In order to deliver their drug directly into the tumor microenvironment without harming the surrounding healthy cells, the researchers packaged the lactate inhibitor enzyme lactate oxidase into tiny nanocapsules. Apart from reducing lactate levels around and within solid tumors, the enzyme also releases hydrogen peroxide in the tumor, helping recruit and activate immune cells.

“When lactate is reduced and hydrogen peroxide is released, it makes it easier for the immune system to work against the cancer,” said Zheng Cao, first author of the study and UCLA Samueli School of Engineering doctoral candidate in the department of chemical and biomolecular engineering.

The researchers tested their nanocapsule drug delivery system in mice with melanoma and triple-negative breast cancer, performing tumor growth measurements, survival curve analysis, RNA sequencing and immune cell population analysis. According to the scientists, reducing lactate and producing hydrogen peroxide encouraged immune cells to enter the tumor, increasing the number of relevant immune cells by two to five-fold.

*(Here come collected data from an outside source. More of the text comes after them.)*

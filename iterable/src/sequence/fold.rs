use std::cmp::Ordering;
use std::rc::Rc;

use itertools::Itertools;

use crate::error;
use crate::value::Value;

use super::Sequence;

/// The separator `join` uses when the caller has no preference.
pub const DEFAULT_SEPARATOR: &str = ",";

// What the reductions give for a sequence without elements.
const SUM_FALLBACK: i64 = 0;
const MIN_FALLBACK: f64 = f64::INFINITY;
const MAX_FALLBACK: f64 = f64::NEG_INFINITY;

fn add(a: &Value, b: &Value) -> Value {
    match (a, b) {
        // continue in floating point once integers overflow
        (Value::Integer(a), Value::Integer(b)) => match a.checked_add(*b) {
            Some(sum) => Value::Integer(sum),
            None => Value::float(*a as f64 + *b as f64),
        },
        _ => Value::float(a.as_f64().unwrap_or(f64::NAN) + b.as_f64().unwrap_or(f64::NAN)),
    }
}

impl Sequence {
    /// Visit every element with its position. Returns the last element
    /// visited, if any.
    pub fn for_each<F>(&self, mut f: F) -> error::Result<Option<Value>>
    where
        F: FnMut(&Value, usize),
    {
        let mut last = None;
        for (i, item) in self.iter().enumerate() {
            let value = item?;
            f(&value, i);
            last = Some(value);
        }
        Ok(last)
    }

    /// Left fold starting from `seed`.
    pub fn foldl<F>(&self, f: F, seed: impl Into<Value>) -> error::Result<Value>
    where
        F: Fn(Value, Value) -> Value,
    {
        self.iter().try_fold(seed.into(), |acc, item| Ok(f(acc, item?)))
    }

    /// Left fold starting from the first element.
    pub fn foldl1<F>(&self, f: F) -> error::Result<Value>
    where
        F: Fn(Value, Value) -> Value,
    {
        let mut iter = self.iter();
        let first = iter.next().unwrap_or(Err(error::Error::EmptySequence))?;
        iter.try_fold(first, |acc, item| Ok(f(acc, item?)))
    }

    /// The running left fold: `seed`, then the accumulated value after
    /// every element.
    pub fn scanl<F>(&self, f: F, seed: impl Into<Value>) -> Sequence
    where
        F: Fn(Value, Value) -> Value + 'static,
    {
        let parent = self.clone();
        let f = Rc::new(f);
        let seed = seed.into();
        Sequence::derived("scanl", move || {
            let f = f.clone();
            let mut acc = seed.clone();
            std::iter::once(Ok(seed.clone())).chain(parent.iter().map(
                move |item| -> error::Result<Value> {
                    let previous = std::mem::replace(&mut acc, Value::Null);
                    acc = f(previous, item?);
                    Ok(acc.clone())
                },
            ))
        })
    }

    /// The running left fold starting from the first element, which is
    /// yielded as it is.
    pub fn scanl1<F>(&self, f: F) -> Sequence
    where
        F: Fn(Value, Value) -> Value + 'static,
    {
        let parent = self.clone();
        let f = Rc::new(f);
        Sequence::derived("scanl", move || {
            let f = f.clone();
            let mut acc: Option<Value> = None;
            parent.iter().map(move |item| -> error::Result<Value> {
                let value = item?;
                let next = match acc.take() {
                    Some(previous) => f(previous, value),
                    None => value,
                };
                acc = Some(next.clone());
                Ok(next)
            })
        })
    }

    /// Right fold starting from `seed`; `f` receives the element and the
    /// accumulated value. Buffers the whole sequence.
    pub fn foldr<F>(&self, f: F, seed: impl Into<Value>) -> error::Result<Value>
    where
        F: Fn(Value, Value) -> Value,
    {
        let buffer = self.to_vec()?;
        Ok(buffer.into_iter().rev().fold(seed.into(), |acc, value| f(value, acc)))
    }

    /// Right fold starting from the last element.
    pub fn foldr1<F>(&self, f: F) -> error::Result<Value>
    where
        F: Fn(Value, Value) -> Value,
    {
        let mut buffer = self.to_vec()?;
        let last = buffer.pop().ok_or(error::Error::EmptySequence)?;
        Ok(buffer.into_iter().rev().fold(last, |acc, value| f(value, acc)))
    }

    /// The running right fold: `seed`, then the accumulated value after
    /// every element from the last to the first. Buffers the whole sequence
    /// on the first pull.
    pub fn scanr<F>(&self, f: F, seed: impl Into<Value>) -> Sequence
    where
        F: Fn(Value, Value) -> Value + 'static,
    {
        let seed = seed.into();
        self.derive_buffered("scanr", move |buffer| {
            scan_right(buffer, Some(seed.clone()), &f).into_iter()
        })
    }

    pub fn scanr1<F>(&self, f: F) -> Sequence
    where
        F: Fn(Value, Value) -> Value + 'static,
    {
        self.derive_buffered("scanr", move |buffer| scan_right(buffer, None, &f).into_iter())
    }

    /// The sum of the elements, or 0 if there are none.
    pub fn sum(&self) -> error::Result<Value> {
        self.sum_or(SUM_FALLBACK)
    }

    /// The sum of the elements, or `fallback` if there are none. Every
    /// element must be a number.
    pub fn sum_or(&self, fallback: impl Into<Value>) -> error::Result<Value> {
        let mut total: Option<Value> = None;
        for item in self.iter() {
            let value = item?;
            if !value.is_number() {
                return Err(error::Error::argument(format!(
                    "cannot sum a {}",
                    value.kind_name()
                )));
            }
            total = Some(match total {
                Some(total) => add(&total, &value),
                None => value,
            });
        }
        Ok(total.unwrap_or_else(|| fallback.into()))
    }

    /// The least element in natural order, or infinity if there are none.
    pub fn min(&self) -> error::Result<Value> {
        self.min_or(MIN_FALLBACK)
    }

    pub fn min_or(&self, fallback: impl Into<Value>) -> error::Result<Value> {
        Ok(self.extreme(Ordering::Less)?.unwrap_or_else(|| fallback.into()))
    }

    /// The greatest element in natural order, or negative infinity if there
    /// are none.
    pub fn max(&self) -> error::Result<Value> {
        self.max_or(MAX_FALLBACK)
    }

    pub fn max_or(&self, fallback: impl Into<Value>) -> error::Result<Value> {
        Ok(self.extreme(Ordering::Greater)?.unwrap_or_else(|| fallback.into()))
    }

    // the first element that no later element beats in direction `wanted`
    fn extreme(&self, wanted: Ordering) -> error::Result<Option<Value>> {
        let mut best: Option<Value> = None;
        for item in self.iter() {
            let value = item?;
            let beats = match &best {
                Some(current) => value.natural_cmp(current) == wanted,
                None => true,
            };
            if beats {
                best = Some(value);
            }
        }
        Ok(best)
    }

    /// Whether every element satisfies `pred`. Stops at the first that
    /// does not.
    pub fn all<P>(&self, pred: P) -> error::Result<bool>
    where
        P: Fn(&Value) -> bool,
    {
        for item in self.iter() {
            if !pred(&item?) {
                return Ok(false);
            }
        }
        Ok(true)
    }

    /// Whether some element satisfies `pred`. Stops at the first that
    /// does.
    pub fn any<P>(&self, pred: P) -> error::Result<bool>
    where
        P: Fn(&Value) -> bool,
    {
        for item in self.iter() {
            if pred(&item?) {
                return Ok(true);
            }
        }
        Ok(false)
    }

    pub fn all_truthy(&self) -> error::Result<bool> {
        self.all(Value::is_truthy)
    }

    pub fn any_truthy(&self) -> error::Result<bool> {
        self.any(Value::is_truthy)
    }

    /// The textual forms of the elements, separated by `separator`.
    pub fn join(&self, separator: &str) -> error::Result<String> {
        itertools::process_results(self.iter(), |mut values| values.join(separator))
    }

    /// The textual forms of the elements, separated by
    /// [`DEFAULT_SEPARATOR`].
    pub fn join_default(&self) -> error::Result<String> {
        self.join(DEFAULT_SEPARATOR)
    }
}

// `seed`, then every accumulated value from the right. Without a seed the
// last element is the first accumulated value.
fn scan_right<F>(mut buffer: Vec<Value>, seed: Option<Value>, f: &F) -> Vec<Value>
where
    F: Fn(Value, Value) -> Value,
{
    let Some(mut acc) = seed.or_else(|| buffer.pop()) else {
        return Vec::new();
    };
    let mut output = Vec::with_capacity(buffer.len() + 1);
    output.push(acc.clone());
    for value in buffer.into_iter().rev() {
        acc = f(value, acc);
        output.push(acc.clone());
    }
    output
}

#[cfg(test)]
mod tests {
    use super::*;

    fn power(base: Value, exponent: Value) -> Value {
        Value::from(base.as_i64().unwrap().pow(exponent.as_i64().unwrap() as u32))
    }

    fn max(a: Value, b: Value) -> Value {
        if b.natural_cmp(&a) == Ordering::Greater {
            b
        } else {
            a
        }
    }

    #[test]
    fn test_foldl1_of_empty() {
        assert_eq!(Sequence::empty().foldl1(max), Err(error::Error::EmptySequence));
    }

    #[test]
    fn test_foldr_is_right_associative() {
        let sequence = Sequence::from(vec![2, 2, 3]);
        assert_eq!(sequence.foldr1(power), Ok(Value::from(256)));
        assert_eq!(Sequence::from(vec![2, 2]).foldr(power, 3), Ok(Value::from(256)));
    }

    #[test]
    fn test_scanr1() {
        let scanned = Sequence::from(vec![2, 2, 3]).scanr1(power);
        assert_eq!(
            scanned.to_vec(),
            Ok(vec![Value::from(3), Value::from(8), Value::from(256)])
        );
    }

    #[test]
    fn test_scanl_with_seed_on_empty() {
        let scanned = Sequence::empty().scanl(max, f64::NEG_INFINITY);
        assert_eq!(scanned.to_vec(), Ok(vec![Value::float(f64::NEG_INFINITY)]));
    }

    #[test]
    fn test_sum_overflows_into_float() {
        let sum = Sequence::from(vec![i64::MAX, 1]).sum().unwrap();
        assert_eq!(sum, Value::float(i64::MAX as f64 + 1.0));
    }

    #[test]
    fn test_sum_of_mixed_numbers() {
        assert_eq!(
            Sequence::from(vec![Value::from(1), Value::from(0.5)]).sum(),
            Ok(Value::from(1.5))
        );
    }

    #[test]
    fn test_sum_rejects_text() {
        let err = Sequence::from("ab").sum().unwrap_err();
        assert_eq!(err.to_string(), "invalid argument: cannot sum a string");
    }

    #[test]
    fn test_min_max_fallbacks() {
        assert_eq!(Sequence::empty().min(), Ok(Value::float(f64::INFINITY)));
        assert_eq!(Sequence::empty().max(), Ok(Value::float(f64::NEG_INFINITY)));
        assert_eq!(Sequence::empty().min_or(1), Ok(Value::from(1)));
    }

    #[test]
    fn test_min_keeps_first_of_equals() {
        let sequence = Sequence::from(vec![Value::from(2.0), Value::from(1), Value::from(1.0)]);
        let min = sequence.min().unwrap();
        assert!(matches!(min, Value::Integer(1)));
    }

    #[test]
    fn test_all_short_circuits() {
        let unbounded = Sequence::iterate(|value| Value::from(value.as_i64().unwrap() + 1), 0);
        assert_eq!(unbounded.all(|value| value.as_i64().unwrap() < 5), Ok(false));
        assert_eq!(unbounded.any(|value| value.as_i64().unwrap() > 5), Ok(true));
    }

    #[test]
    fn test_for_each_returns_last() {
        let mut positions = Vec::new();
        let last = Sequence::from("ab").for_each(|_, i| positions.push(i));
        assert_eq!(last, Ok(Some(Value::from("b"))));
        assert_eq!(positions, vec![0, 1]);
        assert_eq!(Sequence::empty().for_each(|_, _| unreachable!()), Ok(None));
    }

    #[test]
    fn test_join_default_separator() {
        assert_eq!(Sequence::range(3).join_default(), Ok("0,1,2".to_string()));
        assert_eq!(
            Sequence::range(3).join(DEFAULT_SEPARATOR),
            Ok("0,1,2".to_string())
        );
        assert_eq!(Sequence::empty().join_default(), Ok(String::new()));
    }

    #[test]
    fn test_join_propagates_errors() {
        assert_eq!(
            Sequence::empty().tail().join_default(),
            Err(error::Error::EmptySequence)
        );
    }
}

“We found lactate oxidase nanocapsules helped prevent the immune system from being weakened and overcome the immune suppression caused by the tumor,” Cao said. “Moreover, this dual-action approach improved the success of a specific type of cancer immunotherapy treatment called immune checkpoint blockade and we believe it could be an effective strategy to help make cancer immunotherapy more effective.”

As a next step, the researchers will further explore the role of lactate oxidase nanocapsules in enhancing therapeutic effectiveness of chimeric antigen receptor (CAR) T-cell therapy for solid tumors.